King, 64, conducted business sometimes out of the JP Building, which houses the Precinct 2 JP’s office and the constable’s office.
King died July 23, but this is the first time since his death that the Wharton County Commissioners Court has spoken in a meeting about naming a building after him.
King had served since 1991 and was voted in several times, the last time in 2018.
Commissioners unanimously approved to move in that direction, although an official name for the building was not approved, nor a design.
After all the commissioners praised the work he did for his precinct, which included making foundation improvements to that very building, one official brought up perhaps naming it the “Chris King Justice Center.”
Judge Phillip Spenrath introduced the item during a September regular meeting.

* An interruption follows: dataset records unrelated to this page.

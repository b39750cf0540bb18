//! Loot table definitions.
//!
//! # Data Flow
//! ```text
//! <data_dir>/<file>.json
//!     → parser.rs (read, deserialize, check)
//!     → LootTable (types.rs), keyed by ResourceKey (key.rs)
//! ```

pub mod key;
pub mod parser;
pub mod types;

pub use key::{KeyError, ResourceKey};
pub use parser::{DefinitionError, DefinitionLoader};
pub use types::{EntryKind, LootCondition, LootEntry, LootFunction, LootPool, LootTable, NumberRange};
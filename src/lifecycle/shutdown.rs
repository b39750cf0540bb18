//! Disabling the plugin.

use crate::host::Host;
use crate::lifecycle::startup::{LootOverridePlugin, PluginStatus};

impl LootOverridePlugin {
    /// Stop overriding: unregister the listener and drop the override set.
    ///
    /// Tables already written into world registries stay there until the
    /// host reloads those worlds.
    pub fn disable(&mut self, host: &dyn Host) {
        if let Some(id) = self.listener.take() {
            if !host.unregister_world_listener(id) {
                tracing::warn!(listener = id.0, "World listener was already unregistered");
            }
        }
        self.overrides = None;
        self.status = PluginStatus::Disabled;
        tracing::info!("Custom loot tables disabled");
    }
}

“There have been informal discussions about various ways to possibly honor and remember Commissioner King for his many years of service, and the legacy of his outstanding leadership and citizenship to Wharton County,” Spenrath said. “There have been a number of suggestions of things to do.”
Spenrath said he didn’t want too much time to pass after King’s death to not bring this up before commissioners, or to at least discuss.
Longtime Maintenance Supervisor Paul Shannon was one of the employees who spoke. His father served as justice of the peace for Pct. 1 and died while in office. Eventually, the Frank Shannon Building, located at 1017 North Alabama Road in Wharton, got its name through court approval in 2003.
Pct. 3 Commissioner Steven Goetsch said King was a driving force in many things he did for the county, including paving roads and drainage, among others.